> **What is expected**: Count the lines in the data below where the string "OutOfBounds" occurs, please, and give the number alone.

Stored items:

===

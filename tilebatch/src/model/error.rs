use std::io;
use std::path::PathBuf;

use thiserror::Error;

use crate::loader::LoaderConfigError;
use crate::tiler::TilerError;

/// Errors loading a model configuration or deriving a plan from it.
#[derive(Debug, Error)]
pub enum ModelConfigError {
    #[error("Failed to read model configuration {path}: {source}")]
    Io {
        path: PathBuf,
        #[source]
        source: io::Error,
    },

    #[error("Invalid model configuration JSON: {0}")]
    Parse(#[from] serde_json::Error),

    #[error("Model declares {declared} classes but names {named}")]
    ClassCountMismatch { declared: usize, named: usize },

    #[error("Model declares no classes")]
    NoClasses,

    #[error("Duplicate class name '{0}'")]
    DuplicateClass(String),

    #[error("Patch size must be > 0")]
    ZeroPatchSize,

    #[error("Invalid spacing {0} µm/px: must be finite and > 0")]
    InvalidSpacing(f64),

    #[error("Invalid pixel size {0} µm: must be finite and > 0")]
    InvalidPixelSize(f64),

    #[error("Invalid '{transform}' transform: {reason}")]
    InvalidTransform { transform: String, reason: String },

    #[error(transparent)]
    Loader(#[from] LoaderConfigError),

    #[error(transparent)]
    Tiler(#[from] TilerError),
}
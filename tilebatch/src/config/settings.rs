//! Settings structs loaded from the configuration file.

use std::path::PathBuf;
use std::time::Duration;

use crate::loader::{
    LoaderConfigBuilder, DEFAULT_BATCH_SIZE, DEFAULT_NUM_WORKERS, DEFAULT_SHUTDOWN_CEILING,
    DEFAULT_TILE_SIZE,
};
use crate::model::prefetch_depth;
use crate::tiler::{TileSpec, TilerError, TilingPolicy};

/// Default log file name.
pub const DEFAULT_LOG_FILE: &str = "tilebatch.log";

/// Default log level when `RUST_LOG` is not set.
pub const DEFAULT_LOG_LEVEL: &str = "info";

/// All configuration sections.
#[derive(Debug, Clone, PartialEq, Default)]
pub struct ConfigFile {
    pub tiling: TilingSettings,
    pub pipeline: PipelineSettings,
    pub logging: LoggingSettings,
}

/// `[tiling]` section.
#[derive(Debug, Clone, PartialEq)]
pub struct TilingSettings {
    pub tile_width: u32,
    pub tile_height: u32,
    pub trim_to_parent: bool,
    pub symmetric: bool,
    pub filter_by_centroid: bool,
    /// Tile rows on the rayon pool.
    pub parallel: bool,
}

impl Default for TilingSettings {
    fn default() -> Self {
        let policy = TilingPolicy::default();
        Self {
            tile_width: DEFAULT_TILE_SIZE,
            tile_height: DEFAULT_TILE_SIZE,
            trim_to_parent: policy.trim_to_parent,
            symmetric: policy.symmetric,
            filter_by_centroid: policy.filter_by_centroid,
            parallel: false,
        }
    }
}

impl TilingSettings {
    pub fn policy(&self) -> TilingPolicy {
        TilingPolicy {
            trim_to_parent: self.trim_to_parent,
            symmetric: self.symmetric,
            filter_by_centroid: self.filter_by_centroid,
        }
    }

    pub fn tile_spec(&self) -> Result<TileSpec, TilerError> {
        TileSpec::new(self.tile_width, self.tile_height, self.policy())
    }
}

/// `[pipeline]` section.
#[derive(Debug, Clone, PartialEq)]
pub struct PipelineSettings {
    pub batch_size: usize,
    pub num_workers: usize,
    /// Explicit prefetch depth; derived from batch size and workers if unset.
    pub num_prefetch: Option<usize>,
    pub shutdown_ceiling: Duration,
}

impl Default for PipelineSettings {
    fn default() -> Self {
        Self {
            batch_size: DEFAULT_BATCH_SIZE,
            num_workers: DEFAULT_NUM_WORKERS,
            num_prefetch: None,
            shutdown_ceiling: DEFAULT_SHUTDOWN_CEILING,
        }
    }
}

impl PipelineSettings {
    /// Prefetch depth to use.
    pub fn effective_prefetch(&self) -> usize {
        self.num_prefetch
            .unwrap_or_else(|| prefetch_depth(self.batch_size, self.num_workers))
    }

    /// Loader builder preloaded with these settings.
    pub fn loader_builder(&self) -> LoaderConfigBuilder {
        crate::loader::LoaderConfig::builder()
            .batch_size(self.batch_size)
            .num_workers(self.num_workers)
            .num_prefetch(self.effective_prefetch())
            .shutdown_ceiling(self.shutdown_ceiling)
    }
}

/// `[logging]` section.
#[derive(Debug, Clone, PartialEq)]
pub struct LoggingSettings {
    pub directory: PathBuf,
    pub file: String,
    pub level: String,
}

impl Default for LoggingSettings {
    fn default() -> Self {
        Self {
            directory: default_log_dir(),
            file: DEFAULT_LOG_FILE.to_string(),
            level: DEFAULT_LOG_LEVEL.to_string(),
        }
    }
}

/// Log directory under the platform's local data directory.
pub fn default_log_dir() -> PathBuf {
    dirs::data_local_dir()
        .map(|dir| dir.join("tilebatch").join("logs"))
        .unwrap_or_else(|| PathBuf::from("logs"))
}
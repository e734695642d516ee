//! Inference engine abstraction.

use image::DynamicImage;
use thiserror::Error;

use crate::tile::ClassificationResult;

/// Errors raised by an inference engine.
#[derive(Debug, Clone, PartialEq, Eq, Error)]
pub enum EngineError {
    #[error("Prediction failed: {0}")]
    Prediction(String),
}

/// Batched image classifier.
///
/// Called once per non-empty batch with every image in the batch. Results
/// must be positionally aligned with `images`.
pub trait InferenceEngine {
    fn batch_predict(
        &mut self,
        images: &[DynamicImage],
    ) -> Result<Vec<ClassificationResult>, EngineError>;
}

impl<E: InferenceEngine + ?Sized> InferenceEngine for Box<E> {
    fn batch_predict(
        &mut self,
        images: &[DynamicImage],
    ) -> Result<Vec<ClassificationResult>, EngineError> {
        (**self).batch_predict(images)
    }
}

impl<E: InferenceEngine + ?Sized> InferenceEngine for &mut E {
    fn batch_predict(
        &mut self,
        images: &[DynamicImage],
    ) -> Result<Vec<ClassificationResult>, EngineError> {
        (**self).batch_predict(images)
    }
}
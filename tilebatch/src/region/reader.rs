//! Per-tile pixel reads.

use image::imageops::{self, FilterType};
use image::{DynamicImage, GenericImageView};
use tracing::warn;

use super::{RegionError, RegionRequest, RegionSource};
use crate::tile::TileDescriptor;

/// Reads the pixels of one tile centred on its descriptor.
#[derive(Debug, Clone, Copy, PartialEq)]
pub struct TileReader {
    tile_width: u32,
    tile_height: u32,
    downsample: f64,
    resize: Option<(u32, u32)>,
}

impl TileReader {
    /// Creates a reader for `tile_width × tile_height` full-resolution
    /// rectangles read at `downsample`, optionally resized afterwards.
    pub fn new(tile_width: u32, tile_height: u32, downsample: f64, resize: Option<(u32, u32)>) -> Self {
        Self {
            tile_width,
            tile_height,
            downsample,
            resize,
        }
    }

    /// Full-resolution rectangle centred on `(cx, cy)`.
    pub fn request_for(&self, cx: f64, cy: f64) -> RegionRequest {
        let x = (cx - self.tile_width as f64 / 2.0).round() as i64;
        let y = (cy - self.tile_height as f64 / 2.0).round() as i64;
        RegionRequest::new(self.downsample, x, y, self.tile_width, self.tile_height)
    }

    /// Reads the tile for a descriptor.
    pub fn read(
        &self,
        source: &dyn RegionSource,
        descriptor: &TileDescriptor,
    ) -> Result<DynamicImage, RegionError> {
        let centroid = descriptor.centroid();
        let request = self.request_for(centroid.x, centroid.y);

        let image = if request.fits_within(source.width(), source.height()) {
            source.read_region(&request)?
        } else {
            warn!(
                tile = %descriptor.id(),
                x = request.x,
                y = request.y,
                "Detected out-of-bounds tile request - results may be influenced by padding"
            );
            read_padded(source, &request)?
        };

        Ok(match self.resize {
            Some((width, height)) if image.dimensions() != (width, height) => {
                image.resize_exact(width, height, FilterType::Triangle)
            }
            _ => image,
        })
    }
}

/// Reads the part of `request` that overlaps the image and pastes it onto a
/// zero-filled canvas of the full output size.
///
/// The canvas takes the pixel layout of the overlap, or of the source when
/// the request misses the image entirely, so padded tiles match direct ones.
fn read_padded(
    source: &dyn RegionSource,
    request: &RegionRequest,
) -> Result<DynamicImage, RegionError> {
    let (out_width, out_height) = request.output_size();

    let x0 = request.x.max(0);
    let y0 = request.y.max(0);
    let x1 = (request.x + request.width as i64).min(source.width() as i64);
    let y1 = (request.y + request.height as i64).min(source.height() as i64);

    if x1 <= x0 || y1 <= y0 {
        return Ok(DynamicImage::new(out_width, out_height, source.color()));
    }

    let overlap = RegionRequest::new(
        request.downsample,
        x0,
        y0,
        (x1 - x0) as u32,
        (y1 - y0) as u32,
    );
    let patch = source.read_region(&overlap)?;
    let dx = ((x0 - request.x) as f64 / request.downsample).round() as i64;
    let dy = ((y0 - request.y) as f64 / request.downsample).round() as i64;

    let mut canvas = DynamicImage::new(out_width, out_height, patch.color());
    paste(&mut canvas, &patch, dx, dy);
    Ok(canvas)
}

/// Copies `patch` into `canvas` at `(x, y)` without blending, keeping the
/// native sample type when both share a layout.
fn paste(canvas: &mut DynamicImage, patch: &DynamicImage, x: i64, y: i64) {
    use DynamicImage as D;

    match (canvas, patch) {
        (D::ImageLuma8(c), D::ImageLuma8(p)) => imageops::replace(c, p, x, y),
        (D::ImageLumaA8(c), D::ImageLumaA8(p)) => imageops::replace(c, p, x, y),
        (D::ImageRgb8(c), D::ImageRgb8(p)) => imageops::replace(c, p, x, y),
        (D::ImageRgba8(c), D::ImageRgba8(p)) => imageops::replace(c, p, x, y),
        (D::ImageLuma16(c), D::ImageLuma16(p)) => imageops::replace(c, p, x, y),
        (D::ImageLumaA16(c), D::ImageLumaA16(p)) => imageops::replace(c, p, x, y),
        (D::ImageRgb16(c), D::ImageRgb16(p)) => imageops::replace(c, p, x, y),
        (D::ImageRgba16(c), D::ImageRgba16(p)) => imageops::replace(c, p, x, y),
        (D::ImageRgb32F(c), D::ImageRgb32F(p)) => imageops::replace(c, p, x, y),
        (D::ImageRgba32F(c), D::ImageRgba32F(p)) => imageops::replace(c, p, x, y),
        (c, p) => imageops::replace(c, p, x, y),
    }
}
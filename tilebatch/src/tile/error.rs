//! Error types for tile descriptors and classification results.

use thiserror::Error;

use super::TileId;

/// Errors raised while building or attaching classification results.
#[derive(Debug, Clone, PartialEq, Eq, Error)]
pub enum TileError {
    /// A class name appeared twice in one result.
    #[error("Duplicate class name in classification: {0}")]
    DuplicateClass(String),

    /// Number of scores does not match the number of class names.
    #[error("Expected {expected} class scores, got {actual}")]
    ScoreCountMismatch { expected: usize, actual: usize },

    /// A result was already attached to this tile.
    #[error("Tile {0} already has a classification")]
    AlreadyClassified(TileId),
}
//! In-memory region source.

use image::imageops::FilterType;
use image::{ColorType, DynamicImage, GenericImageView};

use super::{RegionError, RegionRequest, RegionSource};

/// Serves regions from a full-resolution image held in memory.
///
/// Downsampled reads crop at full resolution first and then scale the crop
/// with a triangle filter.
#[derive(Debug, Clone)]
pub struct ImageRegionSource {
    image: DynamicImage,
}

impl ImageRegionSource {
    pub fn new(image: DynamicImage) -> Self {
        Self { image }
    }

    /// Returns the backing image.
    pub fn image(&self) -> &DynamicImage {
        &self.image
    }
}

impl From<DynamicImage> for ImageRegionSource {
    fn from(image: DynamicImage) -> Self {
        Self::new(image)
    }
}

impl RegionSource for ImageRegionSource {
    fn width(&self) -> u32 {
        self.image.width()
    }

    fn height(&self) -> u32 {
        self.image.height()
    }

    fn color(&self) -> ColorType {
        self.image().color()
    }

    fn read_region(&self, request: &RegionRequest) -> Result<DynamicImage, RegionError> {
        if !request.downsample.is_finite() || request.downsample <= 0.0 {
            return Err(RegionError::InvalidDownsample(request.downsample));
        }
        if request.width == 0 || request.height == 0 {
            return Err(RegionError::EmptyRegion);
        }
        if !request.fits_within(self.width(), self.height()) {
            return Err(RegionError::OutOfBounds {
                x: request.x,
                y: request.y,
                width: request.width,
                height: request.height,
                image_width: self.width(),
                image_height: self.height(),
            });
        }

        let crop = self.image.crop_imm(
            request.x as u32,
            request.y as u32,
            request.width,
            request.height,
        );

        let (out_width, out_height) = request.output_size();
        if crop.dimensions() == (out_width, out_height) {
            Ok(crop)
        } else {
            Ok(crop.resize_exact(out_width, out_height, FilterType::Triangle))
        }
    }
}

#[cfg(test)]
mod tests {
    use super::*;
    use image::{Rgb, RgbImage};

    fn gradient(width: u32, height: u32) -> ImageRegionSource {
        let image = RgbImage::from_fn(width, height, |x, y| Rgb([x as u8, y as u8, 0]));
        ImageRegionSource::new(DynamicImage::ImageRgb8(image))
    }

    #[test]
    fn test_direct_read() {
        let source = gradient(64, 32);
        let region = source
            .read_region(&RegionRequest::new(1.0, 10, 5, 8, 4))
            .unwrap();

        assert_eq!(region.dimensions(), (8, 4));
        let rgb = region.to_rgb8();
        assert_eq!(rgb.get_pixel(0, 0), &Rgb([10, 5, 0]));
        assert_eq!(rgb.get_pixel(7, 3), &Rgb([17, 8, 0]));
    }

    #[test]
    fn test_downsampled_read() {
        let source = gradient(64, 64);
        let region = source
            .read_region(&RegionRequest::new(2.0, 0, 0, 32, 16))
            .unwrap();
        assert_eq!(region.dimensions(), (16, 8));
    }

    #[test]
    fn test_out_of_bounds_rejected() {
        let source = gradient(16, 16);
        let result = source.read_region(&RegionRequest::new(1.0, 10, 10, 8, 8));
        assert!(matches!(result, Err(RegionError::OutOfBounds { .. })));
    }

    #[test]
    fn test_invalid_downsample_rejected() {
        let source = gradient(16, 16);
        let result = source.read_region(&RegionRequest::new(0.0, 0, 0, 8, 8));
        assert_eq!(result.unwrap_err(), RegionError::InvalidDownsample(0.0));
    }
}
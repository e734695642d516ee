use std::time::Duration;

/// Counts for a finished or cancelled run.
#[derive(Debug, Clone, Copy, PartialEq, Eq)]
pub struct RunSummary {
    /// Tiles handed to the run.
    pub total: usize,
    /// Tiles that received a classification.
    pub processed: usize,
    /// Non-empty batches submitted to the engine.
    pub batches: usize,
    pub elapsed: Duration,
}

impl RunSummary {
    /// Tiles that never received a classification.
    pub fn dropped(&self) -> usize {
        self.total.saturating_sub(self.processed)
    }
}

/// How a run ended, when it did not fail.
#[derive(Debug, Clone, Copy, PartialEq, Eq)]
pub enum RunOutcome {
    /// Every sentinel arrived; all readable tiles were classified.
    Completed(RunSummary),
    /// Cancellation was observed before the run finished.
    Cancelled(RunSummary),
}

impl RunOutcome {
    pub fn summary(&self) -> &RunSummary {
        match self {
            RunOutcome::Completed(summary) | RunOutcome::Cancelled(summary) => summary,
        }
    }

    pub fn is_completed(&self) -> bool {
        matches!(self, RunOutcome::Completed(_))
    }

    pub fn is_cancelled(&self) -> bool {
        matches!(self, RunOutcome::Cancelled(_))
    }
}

===

> **Answer section**: 2